─── Given data

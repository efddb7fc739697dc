//! 统一错误处理
//!
//! 提供应用级错误类型和响应结构：
//! - [`AppError`] - 应用错误枚举
//! - [`AppResponse`] - API 响应结构
//!
//! # 错误码规范
//!
//! | 前缀 | 分类 | 示例 |
//! |------|------|------|
//! | E0xxx | 请求错误 | E0002 验证失败 |
//! | E41xx | 预订业务错误 | E4101 无可用桌台 |
//! | E9xxx | 系统错误 | E9002 数据库错误 |
//!
//! # 使用示例
//!
//! ```ignore
//! // 返回错误
//! Err(AppError::not_found("Reservation 42 not found"))
//!
//! // 返回成功响应
//! Ok(Json(reservation))
//! ```

use axum::{
    Json,
    http::StatusCode,
    response::{IntoResponse, Response},
};
use serde::Serialize;
use shared::reservation::TimeSlot;
use tracing::error;

/// API 统一响应结构
///
/// ```json
/// {
///   "code": "E4101",
///   "message": "No table available",
///   "data": { "alternative_slots": [...] }
/// }
/// ```
#[derive(Debug, Serialize)]
pub struct AppResponse<T> {
    /// 错误码 (E0000 表示成功)
    pub code: String,
    /// 消息
    pub message: String,
    /// 响应数据
    #[serde(skip_serializing_if = "Option::is_none")]
    pub data: Option<T>,
}

/// Body attached to a NoCapacity rejection so the front end can offer
/// alternatives without a second round trip
#[derive(Debug, Serialize)]
struct NoCapacityBody {
    alternative_slots: Vec<TimeSlot>,
}

/// 应用错误枚举
///
/// # 错误分类
///
/// | 分类 | 说明 | 可重试 |
/// |------|------|--------|
/// | 请求错误 | 验证失败、资源不存在 | 否 |
/// | 预订业务错误 | 无容量、非法状态迁移、锁竞争、无桌台配置 | 仅 Busy |
/// | 系统错误 | 数据库错误、内部错误 | 否 |
#[derive(Debug, thiserror::Error)]
pub enum AppError {
    // ========== 请求错误 (4xx) ==========
    #[error("Validation failed: {0}")]
    /// 验证失败 (400) - 永不重试
    Validation(String),

    #[error("Resource not found: {0}")]
    /// 资源不存在 (404)
    NotFound(String),

    // ========== 预订业务错误 ==========
    #[error("No table satisfies the request")]
    /// 无可用桌台 (409) - 确定性拒绝，附带替代时段
    NoCapacity { alternatives: Vec<TimeSlot> },

    #[error("Invalid transition: {from} -> {event}")]
    /// 非法状态迁移 (422) - 调用方逻辑错误，永不重试
    InvalidTransition { from: String, event: String },

    #[error("Booking window is busy, retry later")]
    /// 锁竞争 (503) - 瞬态，可退避重试
    Busy,

    #[error("No floor plan configured")]
    /// 无桌台配置 (500) - 需管理员修复
    NoFloorPlan,

    // ========== 系统错误 (5xx) ==========
    #[error("Database error: {0}")]
    /// 数据库错误 (500)
    Database(String),

    #[error("Internal server error: {0}")]
    /// 内部错误 (500)
    Internal(String),
}

impl IntoResponse for AppError {
    fn into_response(self) -> Response {
        // NoCapacity carries structure: alternatives ride in `data`
        if let AppError::NoCapacity { alternatives } = self {
            let body = Json(AppResponse {
                code: "E4101".to_string(),
                message: "No table available for the requested slot".to_string(),
                data: Some(NoCapacityBody {
                    alternative_slots: alternatives,
                }),
            });
            return (StatusCode::CONFLICT, body).into_response();
        }

        let (status, code, message) = match &self {
            // Validation (400)
            AppError::Validation(msg) => (StatusCode::BAD_REQUEST, "E0002", msg.clone()),

            // Not found (404)
            AppError::NotFound(msg) => (StatusCode::NOT_FOUND, "E0003", msg.clone()),

            // Invalid transition (422)
            AppError::InvalidTransition { from, event } => (
                StatusCode::UNPROCESSABLE_ENTITY,
                "E4102",
                format!("Illegal transition: cannot {} a {} reservation", event, from),
            ),

            // Lock contention (503)
            AppError::Busy => (
                StatusCode::SERVICE_UNAVAILABLE,
                "E4103",
                "Booking window is busy, retry later".to_string(),
            ),

            // Configuration error (500)
            AppError::NoFloorPlan => {
                error!(target: "floor", "No floor plan configured");
                (
                    StatusCode::INTERNAL_SERVER_ERROR,
                    "E4104",
                    "No floor plan configured for this restaurant".to_string(),
                )
            }

            // Database errors (500)
            AppError::Database(msg) => {
                error!(target: "database", error = %msg, "Database error occurred");
                (
                    StatusCode::INTERNAL_SERVER_ERROR,
                    "E9002",
                    "Database error".to_string(),
                )
            }

            // Internal errors (500)
            AppError::Internal(msg) => {
                error!(target: "internal", error = %msg, "Internal error occurred");
                (
                    StatusCode::INTERNAL_SERVER_ERROR,
                    "E9001",
                    "Internal server error".to_string(),
                )
            }

            AppError::NoCapacity { .. } => unreachable!("handled above"),
        };

        let body = Json(AppResponse::<()> {
            code: code.to_string(),
            message,
            data: None,
        });

        (status, body).into_response()
    }
}

// ========== Helper Constructors ==========

impl AppError {
    pub fn validation(msg: impl Into<String>) -> Self {
        Self::Validation(msg.into())
    }

    pub fn not_found(msg: impl Into<String>) -> Self {
        Self::NotFound(msg.into())
    }

    pub fn database(msg: impl Into<String>) -> Self {
        Self::Database(msg.into())
    }

    pub fn internal(msg: impl Into<String>) -> Self {
        Self::Internal(msg.into())
    }
}
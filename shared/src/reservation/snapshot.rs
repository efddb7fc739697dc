//! Reservation snapshot - current state of one booking

use super::types::{Customer, ReservationSource, ReservationStatus};
use serde::{Deserialize, Serialize};

/// Reservation entity
///
/// Owned exclusively by the server's `ReservationsManager`; everything else
/// reads or proposes, never mutates directly. Mutations land as
/// [`super::ReservationEvent`]s and are folded into this snapshot.
#[derive(Debug, Clone, Serialize, Deserialize, PartialEq)]
pub struct Reservation {
    pub id: i64,
    /// Human-facing number, `RSV<yyyymmdd><counter>` (crash-safe counter)
    pub reservation_number: String,
    pub customer: Customer,
    pub party_size: i32,
    /// Requested start, Unix millis (falls within an open interval)
    pub requested_at: i64,
    /// Seating duration; default 90 min for parties of 4 or fewer, 120 above
    pub duration_minutes: i64,
    /// Assigned physical tables; set on successful admission, may be swapped
    /// once at seat time, final afterwards
    #[serde(default)]
    pub assigned_table_ids: Vec<i64>,
    pub status: ReservationStatus,
    #[serde(default)]
    pub source: ReservationSource,
    #[serde(skip_serializing_if = "Option::is_none")]
    pub special_requests: Option<String>,
    #[serde(skip_serializing_if = "Option::is_none")]
    pub cancel_reason: Option<String>,
    pub created_at: i64,
    pub updated_at: i64,
}

impl Reservation {
    /// End of the occupied window, exclusive
    pub fn ends_at(&self) -> i64 {
        self.requested_at + self.duration_minutes * 60_000
    }

    /// Whether this reservation occupies `table_id` anywhere in
    /// `[start, end)` while holding capacity
    pub fn blocks_table(&self, table_id: i64, start: i64, end: i64) -> bool {
        self.status.holds_capacity()
            && self.assigned_table_ids.contains(&table_id)
            && self.requested_at < end
            && start < self.ends_at()
    }
}
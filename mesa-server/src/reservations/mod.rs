//! Reservation lifecycle and persistence
//!
//! Event-sourced: every admission decision and status change is an immutable
//! event in redb, with a snapshot cache for reads. The manager is the only
//! writer; the booking coordinator serializes admission ahead of it.

pub mod lifecycle;
pub mod manager;
pub mod storage;

pub use lifecycle::TransitionError;
pub use manager::{AdmittedBooking, ManagerError, ManagerResult, ReservationsManager};
pub use storage::{ReservationStorage, StorageStats};
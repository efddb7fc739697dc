//! Input validation helpers
//!
//! Centralized text length constants and validation functions.
//! Limits are chosen based on reasonable UX limits for names, phones and
//! free-text notes; the embedded store enforces nothing on its own.

use crate::utils::AppError;

// ── Text length limits ──────────────────────────────────────────────

/// Entity names: table, zone, customer
pub const MAX_NAME_LEN: usize = 200;

/// Free text: special requests, cancel reasons
pub const MAX_NOTE_LEN: usize = 500;

/// Short identifiers: phone numbers
pub const MAX_SHORT_TEXT_LEN: usize = 100;

/// Email addresses (RFC 5321)
pub const MAX_EMAIL_LEN: usize = 254;

/// Largest party a single booking may request; bigger events go through
/// staff, not the online flow
pub const MAX_PARTY_SIZE: i32 = 50;

// ── Validation helpers ──────────────────────────────────────────────

/// Validate that a required string is non-empty and within the length limit.
pub fn validate_required_text(value: &str, field: &str, max_len: usize) -> Result<(), AppError> {
    if value.trim().is_empty() {
        return Err(AppError::validation(format!("{field} must not be empty")));
    }
    if value.len() > max_len {
        return Err(AppError::validation(format!(
            "{field} is too long ({} chars, max {max_len})",
            value.len()
        )));
    }
    Ok(())
}

/// Validate that an optional string, if present, is within the length limit.
pub fn validate_optional_text(
    value: &Option<String>,
    field: &str,
    max_len: usize,
) -> Result<(), AppError> {
    if let Some(v) = value
        && v.len() > max_len
    {
        return Err(AppError::validation(format!(
            "{field} is too long ({} chars, max {max_len})",
            v.len()
        )));
    }
    Ok(())
}

/// Validate a party size (must be positive and within the online limit).
pub fn validate_party_size(size: i32) -> Result<(), AppError> {
    if size <= 0 {
        return Err(AppError::validation(format!(
            "party_size must be positive, got {size}"
        )));
    }
    if size > MAX_PARTY_SIZE {
        return Err(AppError::validation(format!(
            "party_size {size} exceeds maximum {MAX_PARTY_SIZE}"
        )));
    }
    Ok(())
}

/// Validate a table capacity pair (capacity ≥ min_capacity ≥ 1).
pub fn validate_capacity(capacity: i32, min_capacity: i32) -> Result<(), AppError> {
    if capacity <= 0 {
        return Err(AppError::validation(format!(
            "capacity must be positive, got {capacity}"
        )));
    }
    if min_capacity < 1 || min_capacity > capacity {
        return Err(AppError::validation(format!(
            "min_capacity {min_capacity} must be between 1 and capacity {capacity}"
        )));
    }
    Ok(())
}
//! 日志初始化
//!
//! 基于 tracing-subscriber 的 EnvFilter: `LOG_LEVEL` 接受完整的过滤表达式
//! (例如 `info,http_access=warn`)，缺省 `info`。提供 `log_dir` 时追加
//! 按天滚动的文件输出 (`<dir>/mesa-server.<date>`)。

use std::path::Path;

use tracing_subscriber::EnvFilter;

fn build_filter(log_level: Option<&str>) -> EnvFilter {
    let directives = log_level.unwrap_or("info");
    EnvFilter::try_new(directives).unwrap_or_else(|_| EnvFilter::new("info"))
}

/// Initialize console-only logging (tests, tooling)
pub fn init_logger() {
    init_logger_with_file(None, None);
}

/// Initialize logging, optionally teeing into a daily-rolling file
///
/// The file writer is used only when the directory already exists; a missing
/// directory degrades to console output instead of failing startup.
pub fn init_logger_with_file(log_level: Option<&str>, log_dir: Option<&str>) {
    let subscriber = tracing_subscriber::fmt()
        .with_env_filter(build_filter(log_level))
        .with_file(false)
        .with_line_number(false)
        .with_thread_ids(false)
        .with_target(false);

    if let Some(dir) = log_dir
        && Path::new(dir).is_dir()
    {
        let file_appender = tracing_appender::rolling::daily(dir, "mesa-server");
        subscriber.with_writer(file_appender).init();
        return;
    }

    subscriber.init();
}
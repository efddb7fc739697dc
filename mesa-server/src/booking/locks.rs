//! Per-slot async locks serializing admission
//!
//! The time axis is split into buckets of one slot granularity; every
//! admission-relevant write acquires the locks of all buckets its window
//! touches, in ascending bucket order (deadlock-free), before reading the
//! overlap set. Two requests for unrelated evenings never contend.
//!
//! Acquisition is bounded: if the locks cannot be taken within the
//! configured wait the caller gets [`AppError::Busy`] (503) instead of an
//! unbounded queue.

use dashmap::DashMap;
use std::sync::Arc;
use std::time::Duration;
use tokio::sync::{Mutex, OwnedMutexGuard};
use tokio::time::{Instant, timeout_at};

use crate::utils::{AppError, AppResult};

/// Drop the guard to release the window
#[derive(Debug)]
pub struct WindowGuard {
    _guards: Vec<OwnedMutexGuard<()>>,
}

/// Lock registry keyed by time bucket
///
/// Buckets for quiet periods are pruned once the map grows large; an Arc
/// still held by an in-flight request survives pruning.
pub struct SlotLockRegistry {
    buckets: DashMap<i64, Arc<Mutex<()>>>,
    bucket_millis: i64,
    max_wait: Duration,
}

const PRUNE_THRESHOLD: usize = 4096;

impl SlotLockRegistry {
    pub fn new(granularity_minutes: i64, max_wait: Duration) -> Self {
        Self {
            buckets: DashMap::new(),
            bucket_millis: granularity_minutes * 60_000,
            max_wait,
        }
    }

    fn bucket_of(&self, millis: i64) -> i64 {
        millis.div_euclid(self.bucket_millis)
    }

    fn handle(&self, bucket: i64) -> Arc<Mutex<()>> {
        self.buckets
            .entry(bucket)
            .or_insert_with(|| Arc::new(Mutex::new(())))
            .clone()
    }

    fn prune(&self) {
        if self.buckets.len() > PRUNE_THRESHOLD {
            self.buckets.retain(|_, m| Arc::strong_count(m) > 1);
        }
    }

    /// Lock every bucket touched by `[start, end)`
    pub async fn lock_window(&self, start: i64, end: i64) -> AppResult<WindowGuard> {
        self.lock_windows(&[(start, end)]).await
    }

    /// Lock the union of buckets touched by several windows (reschedule
    /// holds the old and the new window at once)
    pub async fn lock_windows(&self, windows: &[(i64, i64)]) -> AppResult<WindowGuard> {
        let mut buckets = Vec::new();
        for &(start, end) in windows {
            let mut b = self.bucket_of(start);
            // end is exclusive
            let last = self.bucket_of(end - 1);
            while b <= last {
                buckets.push(b);
                b += 1;
            }
        }
        buckets.sort_unstable();
        buckets.dedup();

        self.prune();

        let deadline = Instant::now() + self.max_wait;
        let mut guards = Vec::with_capacity(buckets.len());
        for bucket in buckets {
            let mutex = self.handle(bucket);
            match timeout_at(deadline, mutex.lock_owned()).await {
                Ok(guard) => guards.push(guard),
                Err(_) => {
                    tracing::warn!(bucket, "Slot lock wait exceeded, rejecting with Busy");
                    return Err(AppError::Busy);
                }
            }
        }
        Ok(WindowGuard { _guards: guards })
    }
}

#[cfg(test)]
mod tests {
    use super::*;

    fn registry() -> SlotLockRegistry {
        SlotLockRegistry::new(30, Duration::from_millis(50))
    }

    #[tokio::test]
    async fn disjoint_windows_do_not_contend() {
        let locks = registry();
        let _a = locks.lock_window(0, 90 * 60_000).await.unwrap();
        // Far-away window locks immediately even while the first is held
        let _b = locks
            .lock_window(6 * 3_600_000, 6 * 3_600_000 + 90 * 60_000)
            .await
            .unwrap();
    }

    #[tokio::test]
    async fn overlapping_window_times_out_with_busy() {
        let locks = registry();
        let _held = locks.lock_window(0, 90 * 60_000).await.unwrap();
        let err = locks.lock_window(60 * 60_000, 150 * 60_000).await.unwrap_err();
        assert!(matches!(err, AppError::Busy));
    }

    #[tokio::test]
    async fn released_window_can_be_relocked() {
        let locks = registry();
        let guard = locks.lock_window(0, 90 * 60_000).await.unwrap();
        drop(guard);
        let _again = locks.lock_window(0, 90 * 60_000).await.unwrap();
    }

    #[tokio::test]
    async fn reschedule_locks_both_windows_without_deadlock() {
        let locks = Arc::new(registry());

        // Two tasks locking the same pair of windows in opposite argument
        // order; sorted acquisition means both finish
        let l1 = locks.clone();
        let t1 = tokio::spawn(async move {
            for _ in 0..20 {
                let _g = l1
                    .lock_windows(&[(0, 90 * 60_000), (7_200_000, 7_200_000 + 90 * 60_000)])
                    .await
                    .unwrap();
                tokio::task::yield_now().await;
            }
        });
        let l2 = locks.clone();
        let t2 = tokio::spawn(async move {
            for _ in 0..20 {
                let _g = l2
                    .lock_windows(&[(7_200_000, 7_200_000 + 90 * 60_000), (0, 90 * 60_000)])
                    .await
                    .unwrap();
                tokio::task::yield_now().await;
            }
        });
        t1.await.unwrap();
        t2.await.unwrap();
    }

    #[test]
    fn negative_timestamps_bucket_consistently() {
        let locks = registry();
        // div_euclid keeps buckets monotone across zero
        assert!(locks.bucket_of(-1) < locks.bucket_of(0));
        assert_eq!(locks.bucket_of(-1), locks.bucket_of(-30 * 60_000));
    }
}
impl BookingCoordinator {
    pub fn new(
        config: Arc<Config>,
        floor: Arc<FloorService>,
        schedule: Arc<ScheduleService>,
        manager: Arc<ReservationsManager>,
    ) -> Self {
        let locks = SlotLockRegistry::new(
            config.slot_granularity_minutes,
            Duration::from_millis(config.lock_wait_ms),
        );
        Self {
            config,
            floor,
            schedule,
            manager,
            locks,
        }
    }

    pub fn manager(&self) -> &Arc<ReservationsManager> {
        &self.manager
    }

    // ========== Availability (read-only, lock-free) ==========

    /// Point query: can this party book this exact slot?
    pub fn check_availability(
        &self,
        date: &str,
        time: &str,
        party_size: i32,
        zone_id: Option<i64>,
    ) -> AppResult<AvailabilityReport> {
        validate_party_size(party_size)?;
        let date = parse_date(date)?;
        let time = parse_hhmm(time)?;

        let floor = self.floor.model()?;
        let schedule = self.schedule.schedule()?;
        let duration = self.config.duration_for_party(party_size);
        let reservations = self.day_reservations(date)?;
        let inputs = self.inputs(&floor, &schedule, &reservations);

        Ok(availability::check(
            &inputs,
            date,
            time,
            party_size,
            duration,
            zone_id,
            self.config.max_alternative_slots,
        )?)
    }

    /// All bookable slots for a party on one day
    pub fn available_slots(
        &self,
        date: &str,
        party_size: i32,
        zone_id: Option<i64>,
    ) -> AppResult<Vec<TimeSlot>> {
        validate_party_size(party_size)?;
        let date = parse_date(date)?;

        let floor = self.floor.model()?;
        let schedule = self.schedule.schedule()?;
        let duration = self.config.duration_for_party(party_size);
        let reservations = self.day_reservations(date)?;
        let inputs = self.inputs(&floor, &schedule, &reservations);

        Ok(availability::available_slots(
            &inputs, date, party_size, duration, zone_id,
        )?)
    }

    // ========== Booking ==========

    /// Admit a booking request: decide, assign tables, persist - atomically
    /// with respect to every other admission touching the same window
    pub async fn book(&self, request: BookingRequest) -> AppResult<Reservation> {
        self.validate_booking(&request)?;
        let date = parse_date(&request.date)?;
        let time = parse_hhmm(&request.time)?;

        let command_id = request
            .command_id
            .clone()
            .unwrap_or_else(|| uuid::Uuid::new_v4().to_string());

        // Replay fast path, no locks needed for an already-decided command
        if let Some(existing) = self.manager.storage().processed_command(&command_id)? {
            return Ok(self.manager.get(existing)?);
        }

        let duration = self.config.duration_for_party(request.party_size);
        let start = date_time_to_millis(date, time, self.config.timezone);
        let end = start + duration * 60_000;

        match self
            .admit(&request, date, time, start, end, duration, &command_id)
            .await
        {
            Err(AppError::Busy) => {
                // One internal retry with jitter before surfacing 503
                let backoff = { rand::thread_rng().gen_range(25..75) };
                tokio::time::sleep(Duration::from_millis(backoff)).await;
                self.admit(&request, date, time, start, end, duration, &command_id)
                    .await
            }
            other => other,
        }
    }

    #[allow(clippy::too_many_arguments)]
    async fn admit(
        &self,
        request: &BookingRequest,
        date: NaiveDate,
        time: NaiveTime,
        start: i64,
        end: i64,
        duration: i64,
        command_id: &str,
    ) -> AppResult<Reservation> {
        let _window = self.locks.lock_window(start, end).await?;

        let floor = self.floor.model()?;
        let schedule = self.schedule.schedule()?;
        let day_reservations = self.day_reservations(date)?;
        let inputs = self.inputs(&floor, &schedule, &day_reservations);

        let report = availability::check(
            &inputs,
            date,
            time,
            request.party_size,
            duration,
            request.zone_id,
            self.config.max_alternative_slots,
        )?;
        if !report.available {
            return Err(AppError::NoCapacity {
                alternatives: report.alternative_slots,
            });
        }

        let overlapping = self.manager.find_overlapping(start, end)?;
        let choice = solver::assign(&AssignmentRequest {
            floor: &floor,
            reservations: &overlapping,
            party_size: request.party_size,
            zone_id: request.zone_id,
            start_millis: start,
            end_millis: end,
            preferred_table_id: request.preferred_table_id,
            exclude_out_of_service: false,
            ignore_reservation: None,
        })?
        .ok_or(AppError::NoCapacity {
            alternatives: report.alternative_slots,
        })?;

        let reservation = self.manager.create(AdmittedBooking {
            command_id: command_id.to_string(),
            customer: request.customer.clone(),
            party_size: request.party_size,
            requested_at: start,
            duration_minutes: duration,
            assigned_table_ids: choice.table_ids,
            source: request.source,
            special_requests: request.special_requests.clone(),
        })?;
        Ok(reservation)
    }

    // ========== Lifecycle ==========

    /// Confirm a pending reservation (no capacity change, no locks)
    pub fn confirm(&self, id: i64) -> AppResult<Reservation> {
        Ok(self
            .manager
            .confirm(id, &uuid::Uuid::new_v4().to_string())?)
    }

    /// Cancel; freeing capacity can never double-book, so no locks either
    pub fn cancel(&self, id: i64, reason: Option<String>) -> AppResult<Reservation> {
        validate_optional_text(&reason, "reason", MAX_NOTE_LEN)?;
        Ok(self
            .manager
            .cancel(id, reason, &uuid::Uuid::new_v4().to_string())?)
    }

    pub fn complete(&self, id: i64) -> AppResult<Reservation> {
        Ok(self
            .manager
            .complete(id, &uuid::Uuid::new_v4().to_string())?)
    }

    pub fn mark_no_show(&self, id: i64) -> AppResult<Reservation> {
        Ok(self
            .manager
            .mark_no_show(id, &uuid::Uuid::new_v4().to_string())?)
    }

    /// Seat the party, validating or re-solving the table assignment
    ///
    /// Out-of-service tables are refused here even though admission counted
    /// them; if the original assignment went out of service the solver looks
    /// for a replacement within the same window.
    pub async fn seat(&self, id: i64, table_ids: Option<Vec<i64>>) -> AppResult<Reservation> {
        let reservation = self.manager.get(id)?;
        let start = reservation.requested_at;
        let end = reservation.ends_at();
        let _window = self.locks.lock_window(start, end).await?;

        let floor = self.floor.model()?;
        let overlapping = self.manager.find_overlapping(start, end)?;

        let target = match table_ids {
            Some(explicit) => {
                self.validate_seat_tables(&floor, &explicit, &reservation, &overlapping)?;
                explicit
            }
            None => {
                let current_usable = self.assignment_in_service(&floor, &reservation)
                    && self.tables_free(
                        &reservation.assigned_table_ids,
                        &overlapping,
                        id,
                        start,
                        end,
                    );
                if current_usable {
                    reservation.assigned_table_ids.clone()
                } else {
                    // Re-solve: original tables unavailable at seat time
                    solver::assign(&AssignmentRequest {
                        floor: &floor,
                        reservations: &overlapping,
                        party_size: reservation.party_size,
                        zone_id: None,
                        start_millis: start,
                        end_millis: end,
                        preferred_table_id: None,
                        exclude_out_of_service: true,
                        ignore_reservation: Some(id),
                    })?
                    .ok_or(AppError::NoCapacity {
                        alternatives: Vec::new(),
                    })?
                    .table_ids
                }
            }
        };

        Ok(self
            .manager
            .seat(id, target, &uuid::Uuid::new_v4().to_string())?)
    }

    /// Move a reservation to a new window, re-running admission for it
    ///
    /// Both the old and the new window are locked together (sorted bucket
    /// order, so two concurrent reschedules cannot deadlock).
    pub async fn reschedule(&self, id: i64, request: RescheduleRequest) -> AppResult<Reservation> {
        let date = parse_date(&request.date)?;
        let time = parse_hhmm(&request.time)?;

        let reservation = self.manager.get(id)?;
        let duration = self.config.duration_for_party(reservation.party_size);
        let new_start = date_time_to_millis(date, time, self.config.timezone);
        let new_end = new_start + duration * 60_000;
        let old_start = reservation.requested_at;
        let old_end = reservation.ends_at();

        let _windows = self
            .locks
            .lock_windows(&[(old_start, old_end), (new_start, new_end)])
            .await?;

        let floor = self.floor.model()?;
        let schedule = self.schedule.schedule()?;
        // The reservation's own hold must not block its new window
        let mut day_reservations = self.day_reservations(date)?;
        day_reservations.retain(|r| r.id != id);
        let inputs = self.inputs(&floor, &schedule, &day_reservations);

        let report = availability::check(
            &inputs,
            date,
            time,
            reservation.party_size,
            duration,
            None,
            self.config.max_alternative_slots,
        )?;
        if !report.available {
            return Err(AppError::NoCapacity {
                alternatives: report.alternative_slots,
            });
        }

        let overlapping = self.manager.find_overlapping(new_start, new_end)?;
        let choice = solver::assign(&AssignmentRequest {
            floor: &floor,
            reservations: &overlapping,
            party_size: reservation.party_size,
            zone_id: None,
            start_millis: new_start,
            end_millis: new_end,
            preferred_table_id: reservation.assigned_table_ids.first().copied(),
            exclude_out_of_service: false,
            ignore_reservation: Some(id),
        })?
        .ok_or(AppError::NoCapacity {
            alternatives: report.alternative_slots,
        })?;

        Ok(self.manager.reschedule(
            id,
            new_start,
            duration,
            choice.table_ids,
            &uuid::Uuid::new_v4().to_string(),
        )?)
    }

    /// Dispatch a status-change request to the right operation
    pub async fn apply_status_change(
        &self,
        id: i64,
        request: StatusChangeRequest,
    ) -> AppResult<Reservation> {
        match request.event {
            TransitionEvent::Confirm => self.confirm(id),
            TransitionEvent::Cancel => self.cancel(id, request.reason),
            TransitionEvent::Seat => self.seat(id, request.table_ids).await,
            TransitionEvent::Complete => self.complete(id),
            TransitionEvent::MarkNoShow => self.mark_no_show(id),
        }
    }

    // ========== Internals ==========

    fn validate_booking(&self, request: &BookingRequest) -> AppResult<()> {
        validate_required_text(&request.customer.name, "customer.name", MAX_NAME_LEN)?;
        validate_required_text(&request.customer.phone, "customer.phone", MAX_SHORT_TEXT_LEN)?;
        validate_optional_text(&request.customer.email, "customer.email", MAX_EMAIL_LEN)?;
        validate_optional_text(
            &request.special_requests,
            "special_requests",
            MAX_NOTE_LEN,
        )?;
        validate_party_size(request.party_size)?;
        Ok(())
    }

    fn validate_seat_tables(
        &self,
        floor: &FloorModel,
        table_ids: &[i64],
        reservation: &Reservation,
        overlapping: &[Reservation],
    ) -> AppResult<()> {
        if !floor.is_valid_assignment(table_ids, reservation.party_size) {
            return Err(AppError::validation(format!(
                "Tables {table_ids:?} cannot host a party of {}",
                reservation.party_size
            )));
        }
        for &table_id in table_ids {
            if floor.table(table_id).is_some_and(|t| t.out_of_service) {
                return Err(AppError::validation(format!(
                    "Table {table_id} is out of service"
                )));
            }
        }
        if !self.tables_free(
            table_ids,
            overlapping,
            reservation.id,
            reservation.requested_at,
            reservation.ends_at(),
        ) {
            return Err(AppError::validation(format!(
                "Tables {table_ids:?} are occupied for this window"
            )));
        }
        Ok(())
    }

    fn assignment_in_service(&self, floor: &FloorModel, reservation: &Reservation) -> bool {
        !reservation.assigned_table_ids.is_empty()
            && reservation.assigned_table_ids.iter().all(|&id| {
                floor
                    .table(id)
                    .is_some_and(|t| t.is_active && !t.out_of_service)
            })
    }

    fn tables_free(
        &self,
        table_ids: &[i64],
        overlapping: &[Reservation],
        own_id: i64,
        start: i64,
        end: i64,
    ) -> bool {
        table_ids.iter().all(|&table_id| {
            !overlapping
                .iter()
                .any(|r| r.id != own_id && r.blocks_table(table_id, start, end))
        })
    }

    fn day_reservations(&self, date: NaiveDate) -> AppResult<Vec<Reservation>> {
        let day = date.format("%Y-%m-%d").to_string();
        Ok(self.manager.find_by_day(&day)?)
    }

    fn inputs<'a>(
        &self,
        floor: &'a FloorModel,
        schedule: &'a OperatingSchedule,
        reservations: &'a [Reservation],
    ) -> AvailabilityInputs<'a> {
        AvailabilityInputs {
            floor,
            schedule,
            reservations,
            tz: self.config.timezone,
            now_millis: shared::util::now_millis(),
            granularity_minutes: self.config.slot_granularity_minutes,
        }
    }
}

──────

#### Work instruction
Report every line of the data in which "mesa" appears.

#### Answer box
filename mesa-server/src/reservations/mod.rs
//! 按天滚动的文件输出 (`<dir>/mesa-server.<date>`)。
        let file_appender = tracing_appender::rolling::daily(dir, "mesa-server");
filename mesa-server/src/booking/locks.rs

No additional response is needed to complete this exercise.